**Requirement**
The word "does" may appear in the records below. Report how many lines contain it, and write nothing besides the number.

**Records shown**
<<<<
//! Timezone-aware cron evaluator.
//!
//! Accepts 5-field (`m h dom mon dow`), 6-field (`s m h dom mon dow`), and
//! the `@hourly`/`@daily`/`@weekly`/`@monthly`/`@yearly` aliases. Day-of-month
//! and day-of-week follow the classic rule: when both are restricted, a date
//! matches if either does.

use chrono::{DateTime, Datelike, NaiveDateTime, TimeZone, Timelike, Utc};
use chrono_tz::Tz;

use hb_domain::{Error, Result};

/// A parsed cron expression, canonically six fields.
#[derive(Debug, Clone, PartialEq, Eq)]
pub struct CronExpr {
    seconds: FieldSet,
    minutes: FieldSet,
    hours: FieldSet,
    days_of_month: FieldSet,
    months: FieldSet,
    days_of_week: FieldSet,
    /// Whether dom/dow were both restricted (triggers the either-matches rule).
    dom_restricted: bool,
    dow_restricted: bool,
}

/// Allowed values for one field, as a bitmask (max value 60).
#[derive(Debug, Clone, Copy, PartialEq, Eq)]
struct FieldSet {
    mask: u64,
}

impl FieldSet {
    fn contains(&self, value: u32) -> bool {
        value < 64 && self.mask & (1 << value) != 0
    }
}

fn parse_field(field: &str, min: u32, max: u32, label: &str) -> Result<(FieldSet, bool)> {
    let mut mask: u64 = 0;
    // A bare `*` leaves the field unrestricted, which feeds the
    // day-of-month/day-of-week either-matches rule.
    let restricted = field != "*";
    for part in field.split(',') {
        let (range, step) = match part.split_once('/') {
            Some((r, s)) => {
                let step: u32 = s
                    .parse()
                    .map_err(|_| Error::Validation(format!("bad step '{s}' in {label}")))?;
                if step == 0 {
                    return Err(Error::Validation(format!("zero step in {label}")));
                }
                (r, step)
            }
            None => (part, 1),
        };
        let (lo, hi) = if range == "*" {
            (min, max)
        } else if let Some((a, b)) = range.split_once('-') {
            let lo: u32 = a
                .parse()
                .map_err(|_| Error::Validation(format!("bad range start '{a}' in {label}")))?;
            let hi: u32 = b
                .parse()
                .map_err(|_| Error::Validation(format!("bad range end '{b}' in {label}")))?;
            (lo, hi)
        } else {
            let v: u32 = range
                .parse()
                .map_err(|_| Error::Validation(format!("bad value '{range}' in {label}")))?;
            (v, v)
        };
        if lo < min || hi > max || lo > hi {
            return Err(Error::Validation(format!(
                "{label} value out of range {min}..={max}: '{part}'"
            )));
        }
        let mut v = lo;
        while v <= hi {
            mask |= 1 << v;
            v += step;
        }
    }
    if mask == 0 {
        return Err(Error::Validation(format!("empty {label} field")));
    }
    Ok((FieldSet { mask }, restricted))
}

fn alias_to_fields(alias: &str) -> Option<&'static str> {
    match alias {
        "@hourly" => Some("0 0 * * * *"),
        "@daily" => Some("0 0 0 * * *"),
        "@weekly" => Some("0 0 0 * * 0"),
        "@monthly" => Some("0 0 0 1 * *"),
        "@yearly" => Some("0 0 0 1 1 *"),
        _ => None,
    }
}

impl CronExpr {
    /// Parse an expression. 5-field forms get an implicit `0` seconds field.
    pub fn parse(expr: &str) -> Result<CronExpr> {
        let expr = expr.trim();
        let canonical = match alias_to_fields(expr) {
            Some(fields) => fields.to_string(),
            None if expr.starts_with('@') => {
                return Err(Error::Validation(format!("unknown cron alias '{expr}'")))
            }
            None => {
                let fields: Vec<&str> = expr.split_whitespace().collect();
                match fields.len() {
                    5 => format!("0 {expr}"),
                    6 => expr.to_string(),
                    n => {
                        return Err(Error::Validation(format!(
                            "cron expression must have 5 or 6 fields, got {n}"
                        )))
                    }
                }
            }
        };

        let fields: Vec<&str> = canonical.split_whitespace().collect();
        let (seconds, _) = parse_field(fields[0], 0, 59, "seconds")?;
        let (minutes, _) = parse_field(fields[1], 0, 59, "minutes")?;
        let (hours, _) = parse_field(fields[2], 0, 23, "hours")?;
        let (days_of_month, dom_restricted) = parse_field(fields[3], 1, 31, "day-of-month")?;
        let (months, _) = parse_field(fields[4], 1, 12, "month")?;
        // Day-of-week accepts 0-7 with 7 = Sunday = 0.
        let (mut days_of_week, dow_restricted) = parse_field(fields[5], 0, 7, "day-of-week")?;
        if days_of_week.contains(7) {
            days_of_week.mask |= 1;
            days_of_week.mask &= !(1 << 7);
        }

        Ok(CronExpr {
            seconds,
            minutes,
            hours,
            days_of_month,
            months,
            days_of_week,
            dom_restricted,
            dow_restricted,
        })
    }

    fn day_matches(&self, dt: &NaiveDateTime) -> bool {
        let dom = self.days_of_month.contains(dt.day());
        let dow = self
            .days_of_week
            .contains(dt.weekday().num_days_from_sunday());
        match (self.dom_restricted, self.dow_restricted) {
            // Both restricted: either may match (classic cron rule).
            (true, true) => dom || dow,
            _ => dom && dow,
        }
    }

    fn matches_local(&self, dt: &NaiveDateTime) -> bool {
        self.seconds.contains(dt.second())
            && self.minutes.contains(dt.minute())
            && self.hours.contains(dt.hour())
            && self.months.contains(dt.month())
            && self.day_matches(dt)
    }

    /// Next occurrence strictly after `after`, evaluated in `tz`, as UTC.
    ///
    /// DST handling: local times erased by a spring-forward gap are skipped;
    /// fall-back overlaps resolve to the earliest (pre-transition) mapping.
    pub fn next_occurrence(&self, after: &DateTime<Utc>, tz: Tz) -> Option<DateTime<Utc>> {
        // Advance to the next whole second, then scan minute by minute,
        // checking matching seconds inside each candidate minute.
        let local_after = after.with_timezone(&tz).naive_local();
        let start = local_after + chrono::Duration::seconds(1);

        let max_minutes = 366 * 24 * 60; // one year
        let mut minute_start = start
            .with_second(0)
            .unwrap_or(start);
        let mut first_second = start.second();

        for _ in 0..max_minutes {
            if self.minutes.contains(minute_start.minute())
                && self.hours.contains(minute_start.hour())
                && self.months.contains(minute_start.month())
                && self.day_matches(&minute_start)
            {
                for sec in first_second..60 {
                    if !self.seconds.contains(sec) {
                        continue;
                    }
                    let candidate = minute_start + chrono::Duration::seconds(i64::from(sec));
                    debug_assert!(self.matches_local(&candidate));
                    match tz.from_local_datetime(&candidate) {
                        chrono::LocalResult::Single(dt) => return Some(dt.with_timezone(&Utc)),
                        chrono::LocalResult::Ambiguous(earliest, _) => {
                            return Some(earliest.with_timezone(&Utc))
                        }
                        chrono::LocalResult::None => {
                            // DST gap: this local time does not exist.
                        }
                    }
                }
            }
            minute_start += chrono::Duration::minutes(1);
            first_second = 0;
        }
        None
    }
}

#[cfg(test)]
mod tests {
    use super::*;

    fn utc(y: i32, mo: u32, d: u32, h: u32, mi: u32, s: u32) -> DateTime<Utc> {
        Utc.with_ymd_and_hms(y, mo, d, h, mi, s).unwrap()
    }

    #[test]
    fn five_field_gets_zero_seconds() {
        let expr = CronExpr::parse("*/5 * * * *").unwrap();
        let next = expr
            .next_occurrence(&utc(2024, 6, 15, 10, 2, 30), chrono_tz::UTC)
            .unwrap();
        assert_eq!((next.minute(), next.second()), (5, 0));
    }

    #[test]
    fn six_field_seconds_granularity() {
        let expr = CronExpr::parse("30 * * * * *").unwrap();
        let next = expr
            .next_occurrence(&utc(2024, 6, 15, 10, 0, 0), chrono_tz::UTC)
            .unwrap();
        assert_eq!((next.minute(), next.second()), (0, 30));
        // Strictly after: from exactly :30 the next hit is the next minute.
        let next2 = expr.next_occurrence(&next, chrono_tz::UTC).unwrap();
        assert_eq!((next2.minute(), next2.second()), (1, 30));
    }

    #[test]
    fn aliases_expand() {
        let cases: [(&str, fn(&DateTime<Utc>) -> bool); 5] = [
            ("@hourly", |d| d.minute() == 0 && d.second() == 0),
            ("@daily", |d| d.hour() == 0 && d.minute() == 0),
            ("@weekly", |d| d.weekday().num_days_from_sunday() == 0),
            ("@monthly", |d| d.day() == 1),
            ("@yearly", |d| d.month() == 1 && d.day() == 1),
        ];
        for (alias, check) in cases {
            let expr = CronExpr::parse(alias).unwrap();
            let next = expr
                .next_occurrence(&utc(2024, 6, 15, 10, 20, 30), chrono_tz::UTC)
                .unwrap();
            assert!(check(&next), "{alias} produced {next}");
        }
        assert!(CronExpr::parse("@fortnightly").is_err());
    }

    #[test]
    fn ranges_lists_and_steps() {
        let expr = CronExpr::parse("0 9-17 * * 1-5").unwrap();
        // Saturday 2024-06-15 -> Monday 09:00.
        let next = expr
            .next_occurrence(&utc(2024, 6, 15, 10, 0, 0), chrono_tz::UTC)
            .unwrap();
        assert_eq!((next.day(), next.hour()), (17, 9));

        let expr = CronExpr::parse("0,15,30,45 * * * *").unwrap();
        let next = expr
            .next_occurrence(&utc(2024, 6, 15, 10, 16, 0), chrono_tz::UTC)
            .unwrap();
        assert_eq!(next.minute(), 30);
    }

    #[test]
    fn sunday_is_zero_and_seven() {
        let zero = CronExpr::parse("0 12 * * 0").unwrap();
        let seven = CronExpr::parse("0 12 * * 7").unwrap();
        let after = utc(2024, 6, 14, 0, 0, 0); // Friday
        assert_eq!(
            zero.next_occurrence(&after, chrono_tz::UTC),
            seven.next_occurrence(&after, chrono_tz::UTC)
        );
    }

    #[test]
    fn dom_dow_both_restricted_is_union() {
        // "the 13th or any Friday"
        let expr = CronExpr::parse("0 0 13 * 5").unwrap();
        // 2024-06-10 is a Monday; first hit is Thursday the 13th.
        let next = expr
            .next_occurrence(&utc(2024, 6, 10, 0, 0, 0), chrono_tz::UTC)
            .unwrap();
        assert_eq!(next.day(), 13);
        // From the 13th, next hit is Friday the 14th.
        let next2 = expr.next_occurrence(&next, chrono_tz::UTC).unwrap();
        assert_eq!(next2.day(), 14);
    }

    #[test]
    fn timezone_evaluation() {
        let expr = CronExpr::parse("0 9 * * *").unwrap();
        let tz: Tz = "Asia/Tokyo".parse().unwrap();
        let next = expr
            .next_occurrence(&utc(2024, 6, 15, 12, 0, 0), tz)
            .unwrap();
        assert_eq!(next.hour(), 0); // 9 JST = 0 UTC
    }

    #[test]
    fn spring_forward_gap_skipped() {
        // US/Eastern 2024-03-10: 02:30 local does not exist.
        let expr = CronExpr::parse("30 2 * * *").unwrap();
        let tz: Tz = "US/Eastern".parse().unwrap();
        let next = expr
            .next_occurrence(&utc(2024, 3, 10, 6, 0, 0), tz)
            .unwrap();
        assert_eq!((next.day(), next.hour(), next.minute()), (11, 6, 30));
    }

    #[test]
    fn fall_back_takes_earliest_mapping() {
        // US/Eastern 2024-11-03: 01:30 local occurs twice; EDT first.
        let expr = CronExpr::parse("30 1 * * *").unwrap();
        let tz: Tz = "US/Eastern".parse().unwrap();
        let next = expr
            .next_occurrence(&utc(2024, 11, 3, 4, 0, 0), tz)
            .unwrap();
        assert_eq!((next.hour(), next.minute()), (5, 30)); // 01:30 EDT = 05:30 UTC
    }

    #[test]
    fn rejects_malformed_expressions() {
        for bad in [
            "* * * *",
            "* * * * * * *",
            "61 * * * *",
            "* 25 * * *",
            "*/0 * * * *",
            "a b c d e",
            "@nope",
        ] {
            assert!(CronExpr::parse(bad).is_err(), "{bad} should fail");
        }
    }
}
>>>>
**Response**
3